Las decisiones que tomé esa noche sagrada en Oberndorf, Austria, han sido una firme guía a lo largo de mi vida. Aun cuando todavía tengo mucho por aprender y lograr, he hecho todo lo que está a mi alcance por tener fe en Dios, me he esforzado por centrarme en las cosas que son importantes en la vida, me he esforzado por trabajar duro en tareas justas, me he esforzado por magnificar los llamamientos que he recibido en la Iglesia y me he esforzado por disfrutar de la jornada.

Ruego que ustedes hagan lo mismo al crear de sus vidas algo digno de su herencia divina.

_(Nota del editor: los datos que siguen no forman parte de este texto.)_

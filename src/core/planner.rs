use chrono::{DateTime, Local};
use serde::Serialize;

use crate::{
    core::{
        config::EngineConfig,
        deadline::next_after,
        error::PlanError,
        optimizer::{ScheduleOptimizer, Verdict},
        plan::ChargePlan,
        simulator::simulate,
        slot::SlotGrid,
    },
    prelude::*,
    quantity::{cost::Cost, energy::KilowattHours, percent::Percent, power::Kilowatts},
};

/// Already parsed planning parameters.
#[derive(Copy, Clone, Debug, bon::Builder)]
pub struct ChargeRequest {
    pub current_soc: Percent,

    #[builder(default = Percent(80.0))]
    pub target_soc: Percent,

    pub charger_power: Kilowatts,
    pub departure: DateTime<Local>,

    #[builder(default)]
    pub cost_optimize: bool,
}

impl ChargeRequest {
    /// Current state-of-charge clamped to `[0, 100]`, target clamped to `[current, 100]`.
    #[must_use]
    pub fn normalized(self) -> Self {
        let current_soc = self.current_soc.clamp_valid();
        Self { current_soc, target_soc: self.target_soc.clamp_from(current_soc), ..self }
    }

    pub fn required_energy(&self, capacity: KilowattHours) -> KilowattHours {
        (capacity * (self.target_soc.0 - self.current_soc.0) / 100.0).max(KilowattHours::ZERO)
    }
}

#[derive(Copy, Clone, Debug, Eq, PartialEq, Serialize, derive_more::Display)]
#[serde(rename_all = "snake_case")]
pub enum Note {
    #[display("already at or above the target state-of-charge")]
    AlreadyAtTarget,

    #[display("very short window, simulated immediate charging with cutoff")]
    ShortWindow,

    #[display("immediate charging, no cost optimization")]
    Immediate,

    #[display("cannot reach the target before the departure, returning the best-effort fill")]
    BestEffort,

    #[display("charging right away is the cheapest option")]
    ImmediateCheaper,
}

#[derive(Clone, Debug, Serialize)]
pub struct ReportPoint {
    pub elapsed_hours: f64,
    pub time: DateTime<Local>,
    pub soc: Percent,
}

/// Everything the caller needs to present the plan.
#[derive(Clone, Debug, Serialize)]
pub struct PlanReport {
    pub hours: f64,
    pub final_soc: Percent,
    pub timeline: Vec<ReportPoint>,
    pub start: DateTime<Local>,
    pub end: DateTime<Local>,
    pub departure: DateTime<Local>,
    pub baseline_cost: Cost,
    pub optimized_cost: Cost,
    pub savings: Cost,
    pub meets_departure: bool,
    pub low_price_used: bool,
    pub note: Option<Note>,
}

impl PlanReport {
    fn from_plan(
        config: &EngineConfig,
        plan: &ChargePlan,
        departure: DateTime<Local>,
        baseline_cost: Cost,
        note: Option<Note>,
    ) -> Self {
        let optimized_cost = plan.cost.round_to_cents();
        let baseline_cost = baseline_cost.round_to_cents();
        Self {
            hours: (plan.total_hours() * 100.0).round() / 100.0,
            final_soc: plan.final_soc.round_to_tenths(),
            timeline: plan
                .timeline
                .iter()
                .map(|point| ReportPoint {
                    elapsed_hours: point.elapsed_hours(),
                    time: point.instant,
                    soc: point.soc.round_to_tenths(),
                })
                .collect(),
            start: plan.start,
            end: plan.end(),
            departure,
            baseline_cost,
            optimized_cost,
            savings: (baseline_cost - optimized_cost).max(Cost::ZERO).round_to_cents(),
            meets_departure: plan.completed(),
            low_price_used: plan
                .timeline
                .iter()
                .any(|point| config.tariff.is_low_price(point.instant)),
            note,
        }
    }

    fn already_at_target(
        config: &EngineConfig,
        now: DateTime<Local>,
        soc: Percent,
        departure: DateTime<Local>,
    ) -> Self {
        Self {
            hours: 0.0,
            final_soc: soc.round_to_tenths(),
            timeline: vec![ReportPoint {
                elapsed_hours: 0.0,
                time: now,
                soc: soc.round_to_tenths(),
            }],
            start: now,
            end: departure,
            departure,
            baseline_cost: Cost::ZERO,
            optimized_cost: Cost::ZERO,
            savings: Cost::ZERO,
            meets_departure: true,
            low_price_used: config.tariff.is_low_price(now),
            note: Some(Note::AlreadyAtTarget),
        }
    }
}

/// Plan the charge for the request as of `now`.
#[instrument(
    skip_all,
    fields(
        current_soc = %request.current_soc,
        target_soc = %request.target_soc,
        charger_power = %request.charger_power,
        cost_optimize = request.cost_optimize,
    ),
)]
pub fn plan(
    config: &EngineConfig,
    request: ChargeRequest,
    now: DateTime<Local>,
) -> Result<PlanReport, PlanError> {
    config.validate()?;
    if !request.charger_power.is_positive() {
        return Err(PlanError::InvalidConfiguration(format!(
            "charger power must be positive, got {}",
            request.charger_power,
        )));
    }

    let request = request.normalized();
    let departure = next_after(now, request.departure);
    let required_energy = request.required_energy(config.battery_capacity);
    debug!(%departure, %required_energy, "planning");

    if required_energy <= KilowattHours::ZERO {
        info!("already at the target");
        return Ok(PlanReport::already_at_target(config, now, request.current_soc, departure));
    }

    let simulate_now = |cutoff| {
        simulate(
            config,
            request.charger_power,
            request.current_soc,
            required_energy,
            now,
            cutoff,
        )
    };

    let grid = SlotGrid::build(now, departure, config);
    if grid.is_empty() {
        let plan = simulate_now(Some(departure));
        info!(
            completed = plan.completed(),
            delivered = %plan.delivered,
            "short window, charging right away",
        );
        let note = Some(Note::ShortWindow);
        return Ok(PlanReport::from_plan(config, &plan, departure, plan.cost, note));
    }

    if !request.cost_optimize {
        let plan = simulate_now(Some(departure));
        info!(
            completed = plan.completed(),
            delivered = %plan.delivered,
            cost = %plan.cost,
            "charging right away",
        );
        let note = Some(Note::Immediate);
        return Ok(PlanReport::from_plan(config, &plan, departure, plan.cost, note));
    }

    let selection = ScheduleOptimizer::builder()
        .config(config)
        .grid(&grid)
        .charger_power(request.charger_power)
        .current_soc(request.current_soc)
        .required_energy(required_energy)
        .departure(departure)
        .build()
        .run();
    let Some(selection) = selection else {
        // The optimizer only gives up on an empty grid, handled above.
        let plan = simulate_now(Some(departure));
        let note = Some(Note::Immediate);
        return Ok(PlanReport::from_plan(config, &plan, departure, plan.cost, note));
    };

    // Full cost of charging right away, regardless of the departure:
    let baseline = simulate_now(None);
    let (plan, note) = match selection.verdict {
        Verdict::Feasible
            if baseline.completed()
                && baseline.end() <= departure
                && baseline.cost.round_to_mills()
                    < selection.candidate.plan.cost.round_to_mills() =>
        {
            (&baseline, Some(Note::ImmediateCheaper))
        }
        Verdict::Feasible => (&selection.candidate.plan, None),
        Verdict::BestEffort => (&selection.candidate.plan, Some(Note::BestEffort)),
    };
    info!(
        start = %plan.start.format("%H:%M"),
        completed = plan.completed(),
        delivered = %plan.delivered,
        cost = %plan.cost,
        baseline_cost = %baseline.cost,
        "optimized",
    );
    Ok(PlanReport::from_plan(config, plan, departure, baseline.cost, note))
}

#[cfg(test)]
mod tests {
    use approx::assert_abs_diff_eq;
    use chrono::TimeZone;

    use super::*;

    fn at(day: u32, hour: u32, minute: u32) -> DateTime<Local> {
        Local.with_ymd_and_hms(2024, 6, day, hour, minute, 0).unwrap()
    }

    fn request(current_soc: f64, target_soc: f64, departure: DateTime<Local>) -> ChargeRequest {
        ChargeRequest::builder()
            .current_soc(Percent(current_soc))
            .target_soc(Percent(target_soc))
            .charger_power(Kilowatts::from(7.0))
            .departure(departure)
            .build()
    }

    #[test]
    fn test_required_energy() {
        let capacity = KilowattHours::from(50.0);
        assert_abs_diff_eq!(request(50.0, 80.0, at(3, 20, 0)).required_energy(capacity).0, 15.0);
        let request = request(90.0, 80.0, at(3, 20, 0));
        assert_eq!(request.required_energy(capacity), KilowattHours::ZERO);
    }

    #[test]
    fn test_normalized() {
        let request = request(120.0, 50.0, at(3, 20, 0)).normalized();
        assert_eq!(request.current_soc, Percent::FULL);
        assert_eq!(request.target_soc, Percent::FULL);

        let request = ChargeRequest { current_soc: Percent(-3.0), ..request }.normalized();
        assert_eq!(request.current_soc, Percent::EMPTY);
        assert_eq!(request.target_soc, Percent::FULL);
    }

    #[test]
    fn test_immediate_charge() {
        let report = plan(&EngineConfig::default(), request(50.0, 80.0, at(3, 20, 0)), at(3, 12, 0))
            .unwrap();
        assert_abs_diff_eq!(report.hours, 2.14);
        assert!(report.meets_departure);
        assert_eq!(report.final_soc, Percent(80.0));
        assert_eq!(report.start, at(3, 12, 0));
        assert_eq!(report.note, Some(Note::Immediate));
        assert_abs_diff_eq!(report.baseline_cost.0, 6.0);
        assert_abs_diff_eq!(report.optimized_cost.0, 6.0);
        assert_eq!(report.savings, Cost::ZERO);
        assert!(!report.low_price_used);
        assert_eq!(report.timeline.len(), 26);
    }

    #[test]
    fn test_already_at_target() {
        let report = plan(&EngineConfig::default(), request(80.0, 80.0, at(3, 20, 0)), at(3, 12, 0))
            .unwrap();
        assert_abs_diff_eq!(report.hours, 0.0);
        assert!(report.meets_departure);
        assert_eq!(report.savings, Cost::ZERO);
        assert_eq!(report.note, Some(Note::AlreadyAtTarget));
        assert_eq!(report.timeline.len(), 1);
        assert_eq!(report.timeline[0].soc, Percent(80.0));
        assert_eq!(report.end, at(3, 20, 0));
    }

    #[test]
    fn test_short_window() {
        let request = ChargeRequest { cost_optimize: true, ..request(10.0, 100.0, at(3, 12, 10)) };
        let report = plan(&EngineConfig::default(), request, at(3, 12, 0)).unwrap();
        assert!(!report.meets_departure);
        assert_eq!(report.note, Some(Note::ShortWindow));
        assert!(report.final_soc < Percent(100.0));
        assert_eq!(report.final_soc, Percent(12.3));
        assert_eq!(report.end, at(3, 12, 10));
    }

    #[test]
    fn test_optimized_waits_for_the_night() {
        let request = ChargeRequest { cost_optimize: true, ..request(50.0, 80.0, at(4, 6, 0)) };
        let report = plan(&EngineConfig::default(), request, at(3, 20, 0)).unwrap();
        assert!(report.meets_departure);
        assert_eq!(report.note, None);
        assert_eq!(report.start, at(3, 22, 0));
        assert!(report.low_price_used);
        assert_abs_diff_eq!(report.optimized_cost.0, 3.0);
        assert_abs_diff_eq!(report.baseline_cost.0, 5.68);
        assert_abs_diff_eq!(report.savings.0, 2.68, epsilon = 1e-9);
        assert!(report.optimized_cost <= report.baseline_cost);
    }

    #[test]
    fn test_best_effort() {
        let request = ChargeRequest { cost_optimize: true, ..request(10.0, 100.0, at(3, 13, 0)) };
        let report = plan(&EngineConfig::default(), request, at(3, 12, 0)).unwrap();
        assert!(!report.meets_departure);
        assert_eq!(report.note, Some(Note::BestEffort));
        assert_eq!(report.start, at(3, 12, 0));
        assert_eq!(report.final_soc, Percent(24.0));
    }

    #[test]
    fn test_immediate_cheaper_around_the_boundary() {
        // The first slot is billed high as a whole, while charging right away gets the low
        // rate as soon as 22:00 is reached:
        let request = ChargeRequest { cost_optimize: true, ..request(50.0, 57.0, at(3, 22, 20)) };
        let report = plan(&EngineConfig::default(), request, at(3, 21, 50)).unwrap();
        assert!(report.meets_departure);
        assert_eq!(report.note, Some(Note::ImmediateCheaper));
        assert_abs_diff_eq!(report.optimized_cost.0, 0.82);
        assert_eq!(report.optimized_cost, report.baseline_cost);
        assert_eq!(report.savings, Cost::ZERO);
    }

    #[test]
    fn test_past_departure_means_tomorrow() {
        let report = plan(&EngineConfig::default(), request(50.0, 80.0, at(3, 11, 0)), at(3, 12, 0))
            .unwrap();
        assert_eq!(report.departure, at(4, 11, 0));
        assert!(report.meets_departure);
    }

    #[test]
    fn test_rejects_stalled_charger() {
        let request = ChargeRequest {
            charger_power: Kilowatts::ZERO,
            ..request(50.0, 80.0, at(3, 20, 0))
        };
        let result = plan(&EngineConfig::default(), request, at(3, 12, 0));
        assert!(matches!(result, Err(PlanError::InvalidConfiguration(_))));
    }

    #[test]
    fn test_rejects_zero_capacity() {
        let config = EngineConfig::builder().battery_capacity(KilowattHours::ZERO).build();
        let result = plan(&config, request(50.0, 80.0, at(3, 20, 0)), at(3, 12, 0));
        assert!(matches!(result, Err(PlanError::InvalidConfiguration(_))));
    }

    #[test]
    fn test_serializes_to_json() {
        let report = plan(&EngineConfig::default(), request(50.0, 80.0, at(3, 20, 0)), at(3, 12, 0))
            .unwrap();
        let json = serde_json::to_value(&report).unwrap();
        assert_eq!(json["note"], "immediate");
        assert_eq!(json["meets_departure"], true);
        assert_eq!(json["final_soc"], 80.0);
    }
}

Testifico que el objetivo de mi misión en la lejana Europa es el mismo ahora que el de entonces: Testificar que tenemos un amoroso Padre Celestial y también a Su Hijo Amado, Jesucristo, quien nos dio la gran Expiación. Testifico que José Smith fue un profeta de Dios que recibió la plenitud del Evangelio eterno y estableció la Iglesia del Señor sobre la tierra en estos últimos días. Doy testimonio de que Gordon B. Hinckley es nuestro profeta, vidente y revelador hoy día.

A medida que busquen realizar sus deseos justos, el Señor estará con ustedes y guiará sus pasos. Él desea que sean felices y que tengan éxito, desea que vengan a Él. Ruego que encuentren paz y regocijo en su jornada por la vida.